Réforme du courtage : «Un dispositif non conforme aux directives et anticonstitutionnel»

L'Association nationale des conseils diplômés en gestion de patrimoine (ANCDGP) vient de déposer un recours gracieux devant le Premier ministre pour demander l'annulation des textes d'application de la réforme du courtage en assurance et en opérations de banque. Fidèle à sa position depuis que la réforme du courtage est discutée sur les bancs des deux assemblées, elle considère que les associations professionnelles agréées à adhésion obligatoires vont à l'encontre du droit national et européen. Trois questions à Philippe Loizelet, son président.
L'Agefi Actifs : Pourquoi avoir déposé ce recours ?
Philippe Loizelet : Il s'agit d'un recours gracieux avant un recours pour excès de pouvoir. Par courtoisie, nous tenons à ce que le Premier Ministre et ses services prennent acte de nos réserves et soit l’assument, soit corrigent. Pour la réponse ou la non-réponse, les services du Premier Ministre vont interroger Bruno Le Maire et le Trésor. Or, Lionel Corre, sous-directeur des assurances à la direction générale du Trésor, vient de quitter ses fonctions et il était le principal promoteur du texte. Son successeur va devoir assumer et endosser les réponses aux recours.
Sur le fond, nos arguments n'ont pas changé. Les textes règlementaires instituent, contradictoirement aux engagements du gouvernement pris pendant les débats, une procédure de sanction au niveau des associations, notamment en cas de non-réponses à la collecte d’informations initiée par l’ACPR. C'est en réalité une véritable délégation de contrôle sur pièces. Un membre qui refuserait de transmettre, dans le format imposé, les informations demandées par l’ACPR via l’association, serait exclu, donc interdit d’exercice, puisque l’inscription à l’association conditionne le renouvellement ORIAS. Or, le pouvoir de sanction n’est possible qu’au niveau de l’ACPR : c’était un engagement du gouvernement lors des débats, engagement d’autant plus fort que respectueux des dispositions des Directives.
La majorité a voté le texte, il est donc peu probable que le gouvernement revienne sur sa ligne. Le futur recours envisagé devant le Conseil d'Etat a-t-il des chances d'aboutir ?

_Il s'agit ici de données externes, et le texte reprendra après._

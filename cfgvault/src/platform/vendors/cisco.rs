//! Cisco IOS / IOS-XE platform definition.
//!
//! Privilege levels:
//! - `exec` (rank 0) - User EXEC mode with `>` prompt
//! - `privilege_exec` (rank 1) - Privileged EXEC mode with `#` prompt
//! - `configuration` (rank 2) - Configuration mode with `(config*)#` prompt
//!
//! # Prompt Examples
//!
//! ```text
//! router>                    # exec
//! router#                    # privilege_exec
//! router(config)#            # configuration
//! router(config-if)#         # configuration sub-mode
//! ```
//!
//! The running configuration is only readable from `privilege_exec`.

use crate::platform::{LineClass, PlatformDefinition, PrivilegeLevel, ShowConfig};

/// Create the Cisco IOS platform definition.
pub fn platform() -> PlatformDefinition {
    let exec = PrivilegeLevel::new("exec", 0, r"(?m)^[\w.\-@/:]{1,63}>[ \t]*\z").unwrap();

    // Hostnames never contain parentheses, config prompts always do.
    let privilege_exec =
        PrivilegeLevel::new("privilege_exec", 1, r"(?m)^[\w.\-@/:]{1,63}#[ \t]*\z")
            .unwrap()
            .with_escalate("enable")
            .with_deescalate("disable")
            .with_auth(r"(?mi)^password:[ \t]*\z")
            .unwrap()
            .with_not_contains("(config");

    let configuration = PrivilegeLevel::new(
        "configuration",
        2,
        r"(?m)^[\w.\-@/:]{1,63}\(config[\w.\-@/:+]{0,63}\)#[ \t]*\z",
    )
    .unwrap()
    .with_escalate("configure terminal")
    .with_deescalate("end");

    PlatformDefinition::new(
        "cisco_ios",
        ShowConfig {
            rank: 1,
            command: "show running-config view full".into(),
        },
    )
    .with_privilege(exec)
    .with_privilege(privilege_exec)
    .with_privilege(configuration)
    .with_failure_pattern("% Invalid input")
    .with_failure_pattern("% Incomplete command")
    .with_failure_pattern("% Ambiguous command")
    .with_failure_pattern("% Authorization failed")
    .with_on_open_command("terminal length 0")
    .with_on_open_command("terminal width 511")
    .with_line_filter(classify_line)
}

/// `!` lines delimit sections; the build banner is noise.
pub fn classify_line(line: &str) -> LineClass {
    if line.contains('!') {
        LineClass::Separator
    } else if line.contains("Building configuration") || line.contains("Current configuration") {
        LineClass::Drop
    } else {
        LineClass::Keep
    }
}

Nous aurons, pour la première fois, la possibilité de sortir de la sphère d’influence du Trésor, qui n’a eu de cesse d’imposer ce dispositif, soi-disant, consensuel. Rappelons que le Trésor a refusé que les associations contre son projet soient conviées aux réunions de place organisées pour les travaux préparatoires aux décrets, seules les associations candidates étaient invitées.
L’ANCDGP entend réitérer ses réserves sur un dispositif, présenté comme une simple transposition des textes européens, alors qu’il se révèle contraire à l’esprit et à la lettre des directives, mais aussi unique en Europe et sanctionnable pour non-conformité, anticonstitutionnalité flagrante, et enfin engendrant une distorsion entre intermédiaires.
Nos recours sont publics, dès lors l’ensemble des avocats spécialisés de la Place aura, à disposition, nos arguments pour intenter une QPC et espérer une annulation partielle ou totale du dispositif. Les recours devant les instances communautaires ne viendront qu’après avoir épuisé les recours nationaux.
Vous faites un parallèle entre la capacité de radiation des associations et une récente décision du Conseil constitutionnel restreignant les pouvoirs de sanction de l'AMF...
Cela fait plusieurs années que l’ANCDGP, sans nier le rôle important du régulateur, s’inquiète du déséquilibre procédural dans les procédures devant l’AMF. Nous avons toujours pensé qu’il fallait un débat entre le régulateur et les CIF et que seul un juge pourrait trancher dans le respect du contradictoire. Imaginons-nous un policier ou un gendarme, avoir non seulement l’opportunité des poursuites, de puissants moyens d’investigations et ensuite le choix des sanctions ou de compositions administratives, sans contrôle d’un juge ?
La décision n° 2021-965 QPC du 28 janvier 2022 du Conseil Constitutionnel semble bien confirmer notre analyse : les autorités de contrôle doivent faire confiance au juge pénal pour sanctionner le délit d’entrave et ne peuvent donc le sanctionner administrativement. Or, précisément, ici, sur demandes de l’ACPR, les associations agréées devront collecter des renseignements, documents, informations dont l’absence de production sera sanctionnée par une radiation et, de fait, une interdiction d’exercice, soit la sanction la plus lourde.